Reed has made it clear to his players that health and safety is the main priority for the Lutheran North football program at this time. He had advised his team to stay home, and train at home.
“They can be doing push-ups,” Reed said. “They can be doing sit-ups. They can be running by themselves. There’s things they can do to stay active, and try to stay in some type of shape for when this passes.”
Reed said he’s always focused on the students’ physical training leading up to the start of a new season, but right now, he’s been more concerned with his team’s academics.
“Well the big things is right with everybody going to online school,” Reed said. “Telling them, ‘if you’re taking online school, you have to realize that you’re not on vacation from school. You have to stay on top of that.’ And the main thing that we keep telling them is that we want them to re-energize, re-calibrate, reorganize, and refocus.”
Reed is not only having to make new arrangements for his players during this time, but with his coaching staff as well.

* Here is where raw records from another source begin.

//! song.rs
//! The audio-file handle.

use std::fmt;
use std::fs;
use std::io;
use std::path::{Path, PathBuf};

use lofty::{AudioFile, TaggedFile, TaggedFileExt};

use crate::error::{Result, SongError};
use crate::info::StreamProps;
use crate::playback;
use crate::tags::{self, Keys, TagIndex};

/// A handle to one audio file.
///
/// Opening a file reads its metadata tags into an ordered, case-insensitive
/// mapping and keeps the container around for derived stream properties,
/// saving and playback. The audio data itself is never re-encoded: saving
/// only rewrites metadata.
///
/// ```rust,no_run
/// use songfile::Song;
///
/// # fn main() -> songfile::Result<()> {
/// let mut song = Song::open("test.flac")?;
/// println!("{} by {}", song.get("title")?, song.get("artist")?);
/// song.set("track", 5);
/// song.save()?;
/// # Ok(())
/// # }
/// ```
pub struct Song {
    path: PathBuf,
    initialized: bool,
    container: Option<TaggedFile>,
    tags: TagIndex,
    props: StreamProps,
}

impl Song {
    /// Open the audio file at `path`.
    ///
    /// Fails with [`SongError::FileNotFound`] if the path does not exist,
    /// [`SongError::IsADirectory`] if it names a directory, and
    /// [`SongError::NoMedia`] if it exists but is not a recognizable audio
    /// container.
    pub fn open(path: impl AsRef<Path>) -> Result<Self> {
        let mut song = Self::closed();
        song.init(path)?;
        Ok(song)
    }

    /// The one-time initialization routine behind [`Song::open`].
    ///
    /// A handle opens exactly one file in its lifetime. Calling this on an
    /// already-open handle fails with [`SongError::AlreadyInitialized`]
    /// before the new argument is even looked at, so a valid path, a
    /// directory and a nonexistent path all report the same error.
    pub fn init(&mut self, path: impl AsRef<Path>) -> Result<()> {
        if self.initialized {
            return Err(SongError::AlreadyInitialized);
        }

        let path = path.as_ref();
        if path.as_os_str().is_empty() {
            return Err(SongError::MissingPath);
        }

        let meta = fs::metadata(path).map_err(|e| match e.kind() {
            io::ErrorKind::NotFound => SongError::FileNotFound(path.to_path_buf()),
            _ => SongError::Io(e),
        })?;
        if meta.is_dir() {
            return Err(SongError::IsADirectory(path.to_path_buf()));
        }

        let container =
            lofty::read_from_path(path).map_err(|_| SongError::NoMedia(path.to_path_buf()))?;
        let tags = tags::read::index_from_container(&container);

        tracing::debug!(path = %path.display(), tags = tags.len(), "opened container");

        self.path = path.to_path_buf();
        self.container = Some(container);
        self.tags = tags;
        self.initialized = true;
        Ok(())
    }

    /// An empty handle waiting for [`Song::init`].
    fn closed() -> Self {
        Song {
            path: PathBuf::new(),
            initialized: false,
            container: None,
            tags: TagIndex::new(),
            props: StreamProps::new(),
        }
    }

    fn container(&self) -> &TaggedFile {
        // `open` is the only public constructor, so the handle is always
        // initialized by the time the container is needed.
        self.container.as_ref().expect("song is initialized")
    }

    /// The path this handle was opened from.
    pub fn path(&self) -> &Path {
        &self.path
    }

    /// Read-only view of the tag index.
    pub fn tags(&self) -> &TagIndex {
        &self.tags
    }

    /// Look up a tag value, case-insensitively.
    pub fn get(&self, key: &str) -> Result<&str> {
        self.tags.get(key)
    }

    /// Set a tag. Non-string values are stored through their `Display`
    /// form; new keys are appended after the existing ones.
    pub fn set(&mut self, key: &str, value: impl fmt::Display) {
        self.tags.set(key, value);
    }

    /// Remove a tag entirely.
    pub fn remove(&mut self, key: &str) -> Result<()> {
        self.tags.remove(key)
    }

    /// Case-insensitive membership test.
    pub fn contains_key(&self, key: &str) -> bool {
        self.tags.contains_key(key)
    }

    /// Display keys in insertion order.
    pub fn keys(&self) -> Keys<'_> {
        self.tags.keys()
    }

    /// Number of live tags.
    pub fn len(&self) -> usize {
        self.tags.len()
    }

    pub fn is_empty(&self) -> bool {
        self.tags.is_empty()
    }

    /// Duration of the audio stream in seconds. Computed once, then cached
    /// for the life of the handle.
    pub fn duration(&self) -> Result<f64> {
        self.props
            .duration(self.container().properties(), &self.path)
    }

    /// Sample rate in Hz. Computed once, then cached.
    pub fn sample_rate(&self) -> Result<u32> {
        self.props
            .sample_rate(self.container().properties(), &self.path)
    }

    /// Number of audio channels. Computed once, then cached.
    pub fn channels(&self) -> Result<u16> {
        self.props
            .channels(self.container().properties(), &self.path)
    }

    /// Rewrite the original file in place with the current tags.
    pub fn save(&self) -> Result<()> {
        self.write_to(None)
    }

    /// Write a new file at `filename`: same audio data, current tags. The
    /// original file is left untouched.
    ///
    /// Fails with [`SongError::FileNotFound`] when the target directory
    /// does not exist.
    pub fn save_as(&self, filename: impl AsRef<Path>) -> Result<()> {
        self.write_to(Some(filename.as_ref()))
    }

    fn write_to(&self, target: Option<&Path>) -> Result<()> {
        let container = self.container();
        let base = container.primary_tag().or_else(|| container.first_tag());
        let fallback = container.file_type().primary_tag_type();
        tags::write::write_index(&self.path, target, base, fallback, &self.tags)
    }

    /// Decode the audio stream and play it through the default output
    /// device. Blocks the calling thread until playback finishes; fails
    /// with [`SongError::Playback`] if the device cannot be opened.
    pub fn play(&self) -> Result<()> {
        playback::play_file(&self.path)
    }

    /// Every live tag as a `key -> value` line.
    pub fn pprint(&self) -> String {
        let mut out = String::new();
        for (key, value) in self.tags.iter() {
            out.push_str(key);
            out.push_str(" -> ");
            out.push_str(value);
            out.push('\n');
        }
        out
    }
}

impl fmt::Display for Song {
    fn fmt(&self, f: &mut fmt::Formatter<'_>) -> fmt::Result {
        write!(f, "Song({})", self.tags.render())
    }
}

impl fmt::Debug for Song {
    fn fmt(&self, f: &mut fmt::Formatter<'_>) -> fmt::Result {
        f.debug_struct("Song")
            .field("path", &self.path)
            .field("tags", &self.tags.len())
            .finish()
    }
}

impl<'a> IntoIterator for &'a Song {
    type Item = &'a str;
    type IntoIter = Keys<'a>;

    fn into_iter(self) -> Keys<'a> {
        self.keys()
    }
}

“We lost Kyle Wagner,” Reed said. “Kyle has been with me several years. All the way back to when I was the head coach at U-City. He got a great opportunity to be the head coach at Ritenour High School, and I think he’s gonna do great there for that school, that community, and that program. And so, in replacing him, I hired Dwayne Kirksey who was a longtime assistant at Webster Groves. He was a high school teammate of mine at Hazelwood Central. He’ll take over as offensive coordinator and quarterback’s coach. And then we got a great addition in Chris Shannon, who was the offensive coordinator at Trinity on their state championship team. Another high school teammate of mine.”
Reed has been following CDC recommendations himself where he’s not leaving his home during this time, which has also shifted the way he interacts with his new coaching staff.
“It’s just communicating right now with technology, with FaceTime,” Reed said. “And those type of things. It’s kind of easier to get on the same page.”
For most high school seniors, the 2020 fall season could be the last time they step foot on a football field. It could also be their last shot at working towards an athletic scholarship. If the season isn’t played then everything could change quickly.
“Well it hurts them,” Reed said. “I mean, it hurts them from scholarship opportunities. It hurts them from being able to play on the team and compete. And it gives them nothing to do, which would be putting a lot of young people across the country in the situation where that time has to be filled with something. So, I would be concerned about that.”
Reed has had daily communication with his athletes that are on the roster this year, and with those who have graduated, but haven’t been able to begin playing with their news college or university teams.
His main priority is making sure his athletes are healthy and safe both physically and mentally during this time.